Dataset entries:

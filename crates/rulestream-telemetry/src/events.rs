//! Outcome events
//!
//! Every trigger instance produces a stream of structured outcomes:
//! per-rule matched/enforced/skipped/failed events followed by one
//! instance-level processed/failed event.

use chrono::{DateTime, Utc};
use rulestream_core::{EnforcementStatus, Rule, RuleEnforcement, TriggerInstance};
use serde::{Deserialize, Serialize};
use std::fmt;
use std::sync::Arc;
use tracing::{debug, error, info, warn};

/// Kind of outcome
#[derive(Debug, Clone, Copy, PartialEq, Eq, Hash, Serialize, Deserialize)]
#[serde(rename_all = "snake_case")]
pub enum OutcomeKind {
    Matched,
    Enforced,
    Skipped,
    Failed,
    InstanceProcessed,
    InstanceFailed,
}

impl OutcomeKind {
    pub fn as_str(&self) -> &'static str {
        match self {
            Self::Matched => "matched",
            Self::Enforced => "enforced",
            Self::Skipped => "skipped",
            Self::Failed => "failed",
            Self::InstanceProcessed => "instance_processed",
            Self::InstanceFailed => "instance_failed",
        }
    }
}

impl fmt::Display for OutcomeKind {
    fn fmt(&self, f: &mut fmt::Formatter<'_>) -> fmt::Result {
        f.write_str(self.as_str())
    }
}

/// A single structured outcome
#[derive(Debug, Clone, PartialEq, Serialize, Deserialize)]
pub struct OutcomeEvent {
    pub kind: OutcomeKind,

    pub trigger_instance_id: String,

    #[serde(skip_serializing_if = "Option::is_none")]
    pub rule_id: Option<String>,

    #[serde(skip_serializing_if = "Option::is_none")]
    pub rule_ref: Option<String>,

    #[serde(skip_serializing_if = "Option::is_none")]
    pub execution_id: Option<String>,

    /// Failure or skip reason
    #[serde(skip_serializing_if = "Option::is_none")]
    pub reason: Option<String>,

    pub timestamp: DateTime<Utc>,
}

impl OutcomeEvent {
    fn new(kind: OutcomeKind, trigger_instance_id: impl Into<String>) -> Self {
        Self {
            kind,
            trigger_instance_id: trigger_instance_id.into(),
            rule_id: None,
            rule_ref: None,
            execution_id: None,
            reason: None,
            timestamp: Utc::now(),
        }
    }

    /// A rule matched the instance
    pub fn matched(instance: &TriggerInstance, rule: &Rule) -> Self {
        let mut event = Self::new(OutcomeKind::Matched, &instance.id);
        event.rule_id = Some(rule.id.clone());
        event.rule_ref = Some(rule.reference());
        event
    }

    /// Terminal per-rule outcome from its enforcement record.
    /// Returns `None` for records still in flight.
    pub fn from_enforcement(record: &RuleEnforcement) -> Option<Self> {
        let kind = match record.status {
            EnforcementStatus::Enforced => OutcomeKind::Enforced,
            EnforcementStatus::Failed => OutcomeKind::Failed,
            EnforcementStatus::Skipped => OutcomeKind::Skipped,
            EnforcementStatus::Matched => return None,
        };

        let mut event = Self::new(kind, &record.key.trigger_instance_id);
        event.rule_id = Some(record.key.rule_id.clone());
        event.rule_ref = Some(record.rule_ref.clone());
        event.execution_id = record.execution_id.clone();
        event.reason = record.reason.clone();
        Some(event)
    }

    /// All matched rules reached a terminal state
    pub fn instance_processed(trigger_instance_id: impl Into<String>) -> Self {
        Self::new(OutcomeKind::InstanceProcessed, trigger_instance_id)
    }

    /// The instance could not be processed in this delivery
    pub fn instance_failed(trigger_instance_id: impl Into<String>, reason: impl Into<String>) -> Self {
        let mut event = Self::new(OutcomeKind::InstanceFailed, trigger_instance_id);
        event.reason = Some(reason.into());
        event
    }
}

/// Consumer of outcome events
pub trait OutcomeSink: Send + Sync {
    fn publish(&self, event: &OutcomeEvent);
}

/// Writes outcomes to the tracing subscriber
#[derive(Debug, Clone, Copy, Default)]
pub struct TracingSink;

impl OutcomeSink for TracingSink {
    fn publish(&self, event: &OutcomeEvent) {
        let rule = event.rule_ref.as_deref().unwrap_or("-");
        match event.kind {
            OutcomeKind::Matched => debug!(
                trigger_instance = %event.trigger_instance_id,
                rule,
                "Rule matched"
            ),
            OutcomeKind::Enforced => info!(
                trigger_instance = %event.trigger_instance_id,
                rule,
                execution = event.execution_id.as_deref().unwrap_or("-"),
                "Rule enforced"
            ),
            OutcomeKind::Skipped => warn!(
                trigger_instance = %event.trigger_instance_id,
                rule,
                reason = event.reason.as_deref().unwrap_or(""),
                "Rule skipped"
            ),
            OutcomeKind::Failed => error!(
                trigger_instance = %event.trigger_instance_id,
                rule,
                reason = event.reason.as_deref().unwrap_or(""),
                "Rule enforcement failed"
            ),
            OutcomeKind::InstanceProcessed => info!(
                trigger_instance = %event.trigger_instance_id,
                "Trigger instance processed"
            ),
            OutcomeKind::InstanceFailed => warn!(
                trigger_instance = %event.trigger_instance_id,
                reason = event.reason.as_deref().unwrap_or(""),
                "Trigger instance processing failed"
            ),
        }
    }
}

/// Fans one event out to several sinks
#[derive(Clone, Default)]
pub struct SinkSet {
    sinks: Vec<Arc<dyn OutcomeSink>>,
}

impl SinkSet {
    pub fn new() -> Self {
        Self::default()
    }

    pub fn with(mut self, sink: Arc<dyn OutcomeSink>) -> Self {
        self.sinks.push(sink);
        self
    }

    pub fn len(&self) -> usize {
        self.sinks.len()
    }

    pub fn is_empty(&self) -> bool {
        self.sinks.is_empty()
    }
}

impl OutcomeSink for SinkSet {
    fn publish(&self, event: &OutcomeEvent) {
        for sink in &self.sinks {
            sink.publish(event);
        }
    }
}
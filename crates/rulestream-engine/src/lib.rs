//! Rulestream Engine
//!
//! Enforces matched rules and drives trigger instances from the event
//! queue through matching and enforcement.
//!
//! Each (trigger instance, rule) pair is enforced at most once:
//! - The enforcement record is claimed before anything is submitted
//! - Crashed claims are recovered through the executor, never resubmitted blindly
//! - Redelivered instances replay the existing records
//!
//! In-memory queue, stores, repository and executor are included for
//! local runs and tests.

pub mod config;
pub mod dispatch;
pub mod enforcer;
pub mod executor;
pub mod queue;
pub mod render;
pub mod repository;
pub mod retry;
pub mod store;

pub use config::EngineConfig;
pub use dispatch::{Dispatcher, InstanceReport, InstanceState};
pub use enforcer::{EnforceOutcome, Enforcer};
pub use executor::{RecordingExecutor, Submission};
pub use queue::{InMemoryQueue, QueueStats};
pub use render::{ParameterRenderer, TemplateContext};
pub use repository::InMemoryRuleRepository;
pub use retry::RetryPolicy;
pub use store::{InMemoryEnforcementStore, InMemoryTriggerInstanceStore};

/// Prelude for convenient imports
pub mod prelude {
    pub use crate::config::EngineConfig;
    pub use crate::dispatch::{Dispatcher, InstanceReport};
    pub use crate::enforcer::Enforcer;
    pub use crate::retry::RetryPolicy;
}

Aim of the exercise: The whole of the data must be given again, exactly as shown.

Output of the task:
filename crates/rulestream-telemetry/src/events.rs
//! Outcome events
//!
//! Every trigger instance produces a stream of structured outcomes:
//! per-rule matched/enforced/skipped/failed events followed by one
//! instance-level processed/failed event.

use chrono::{DateTime, Utc};
use rulestream_core::{EnforcementStatus, Rule, RuleEnforcement, TriggerInstance};
use serde::{Deserialize, Serialize};
use std::fmt;
use std::sync::Arc;
use tracing::{debug, error, info, warn};

/// Kind of outcome
#[derive(Debug, Clone, Copy, PartialEq, Eq, Hash, Serialize, Deserialize)]
#[serde(rename_all = "snake_case")]
pub enum OutcomeKind {
    Matched,
    Enforced,
    Skipped,
    Failed,
    InstanceProcessed,
    InstanceFailed,
}

impl OutcomeKind {
    pub fn as_str(&self) -> &'static str {
        match self {
            Self::Matched => "matched",
            Self::Enforced => "enforced",
            Self::Skipped => "skipped",
            Self::Failed => "failed",
            Self::InstanceProcessed => "instance_processed",
            Self::InstanceFailed => "instance_failed",
        }
    }
}

impl fmt::Display for OutcomeKind {
    fn fmt(&self, f: &mut fmt::Formatter<'_>) -> fmt::Result {
        f.write_str(self.as_str())
    }
}

/// A single structured outcome
#[derive(Debug, Clone, PartialEq, Serialize, Deserialize)]
pub struct OutcomeEvent {
    pub kind: OutcomeKind,

    pub trigger_instance_id: String,

    #[serde(skip_serializing_if = "Option::is_none")]
    pub rule_id: Option<String>,

    #[serde(skip_serializing_if = "Option::is_none")]
    pub rule_ref: Option<String>,

    #[serde(skip_serializing_if = "Option::is_none")]
    pub execution_id: Option<String>,

    /// Failure or skip reason
    #[serde(skip_serializing_if = "Option::is_none")]
    pub reason: Option<String>,

    pub timestamp: DateTime<Utc>,
}

impl OutcomeEvent {
    fn new(kind: OutcomeKind, trigger_instance_id: impl Into<String>) -> Self {
        Self {
            kind,
            trigger_instance_id: trigger_instance_id.into(),
            rule_id: None,
            rule_ref: None,
            execution_id: None,
            reason: None,
            timestamp: Utc::now(),
        }
    }

    /// A rule matched the instance
    pub fn matched(instance: &TriggerInstance, rule: &Rule) -> Self {
        let mut event = Self::new(OutcomeKind::Matched, &instance.id);
        event.rule_id = Some(rule.id.clone());
        event.rule_ref = Some(rule.reference());
        event
    }

    /// Terminal per-rule outcome from its enforcement record.
    /// Returns `None` for records still in flight.
    pub fn from_enforcement(record: &RuleEnforcement) -> Option<Self> {
        let kind = match record.status {
            EnforcementStatus::Enforced => OutcomeKind::Enforced,
            EnforcementStatus::Failed => OutcomeKind::Failed,
            EnforcementStatus::Skipped => OutcomeKind::Skipped,
            EnforcementStatus::Matched => return None,
        };

        let mut event = Self::new(kind, &record.key.trigger_instance_id);
        event.rule_id = Some(record.key.rule_id.clone());
        event.rule_ref = Some(record.rule_ref.clone());
        event.execution_id = record.execution_id.clone();
        event.reason = record.reason.clone();
        Some(event)
    }

    /// All matched rules reached a terminal state
    pub fn instance_processed(trigger_instance_id: impl Into<String>) -> Self {
        Self::new(OutcomeKind::InstanceProcessed, trigger_instance_id)
    }

    /// The instance could not be processed in this delivery
    pub fn instance_failed(trigger_instance_id: impl Into<String>, reason: impl Into<String>) -> Self {
        let mut event = Self::new(OutcomeKind::InstanceFailed, trigger_instance_id);
        event.reason = Some(reason.into());
        event
    }
}

/// Consumer of outcome events
pub trait OutcomeSink: Send + Sync {
    fn publish(&self, event: &OutcomeEvent);
}

/// Writes outcomes to the tracing subscriber
#[derive(Debug, Clone, Copy, Default)]
pub struct TracingSink;

impl OutcomeSink for TracingSink {
    fn publish(&self, event: &OutcomeEvent) {
        let rule = event.rule_ref.as_deref().unwrap_or("-");
        match event.kind {
            OutcomeKind::Matched => debug!(
                trigger_instance = %event.trigger_instance_id,
                rule,
                "Rule matched"
            ),
            OutcomeKind::Enforced => info!(
                trigger_instance = %event.trigger_instance_id,
                rule,
                execution = event.execution_id.as_deref().unwrap_or("-"),
                "Rule enforced"
            ),
            OutcomeKind::Skipped => warn!(
                trigger_instance = %event.trigger_instance_id,
                rule,
                reason = event.reason.as_deref().unwrap_or(""),
                "Rule skipped"
            ),
            OutcomeKind::Failed => error!(
                trigger_instance = %event.trigger_instance_id,
                rule,
                reason = event.reason.as_deref().unwrap_or(""),
                "Rule enforcement failed"
            ),
            OutcomeKind::InstanceProcessed => info!(
                trigger_instance = %event.trigger_instance_id,
                "Trigger instance processed"
            ),
            OutcomeKind::InstanceFailed => warn!(
                trigger_instance = %event.trigger_instance_id,
                reason = event.reason.as_deref().unwrap_or(""),
                "Trigger instance processing failed"
            ),
        }
    }
}

/// Fans one event out to several sinks
#[derive(Clone, Default)]
pub struct SinkSet {
    sinks: Vec<Arc<dyn OutcomeSink>>,
}

impl SinkSet {
    pub fn new() -> Self {
        Self::default()
    }

    pub fn with(mut self, sink: Arc<dyn OutcomeSink>) -> Self {
        self.sinks.push(sink);
        self
    }

    pub fn len(&self) -> usize {
        self.sinks.len()
    }

    pub fn is_empty(&self) -> bool {
        self.sinks.is_empty()
    }
}

impl OutcomeSink for SinkSet {
    fn publish(&self, event: &OutcomeEvent) {
        for sink in &self.sinks {
            sink.publish(event);
        }
    }
}
filename crates/rulestream-engine/src/lib.rs
//! Rulestream Engine
//!
//! Enforces matched rules and drives trigger instances from the event
//! queue through matching and enforcement.
//!
//! Each (trigger instance, rule) pair is enforced at most once:
//! - The enforcement record is claimed before anything is submitted
//! - Crashed claims are recovered through the executor, never resubmitted blindly
//! - Redelivered instances replay the existing records
//!
//! In-memory queue, stores, repository and executor are included for
//! local runs and tests.

pub mod config;
pub mod dispatch;
pub mod enforcer;
pub mod executor;
pub mod queue;
pub mod render;
pub mod repository;
pub mod retry;
pub mod store;

pub use config::EngineConfig;
pub use dispatch::{Dispatcher, InstanceReport, InstanceState};
pub use enforcer::{EnforceOutcome, Enforcer};
pub use executor::{RecordingExecutor, Submission};
pub use queue::{InMemoryQueue, QueueStats};
pub use render::{ParameterRenderer, TemplateContext};
pub use repository::InMemoryRuleRepository;
pub use retry::RetryPolicy;
pub use store::{InMemoryEnforcementStore, InMemoryTriggerInstanceStore};

/// Prelude for convenient imports
pub mod prelude {
    pub use crate::config::EngineConfig;
    pub use crate::dispatch::{Dispatcher, InstanceReport};
    pub use crate::enforcer::Enforcer;
    pub use crate::retry::RetryPolicy;
}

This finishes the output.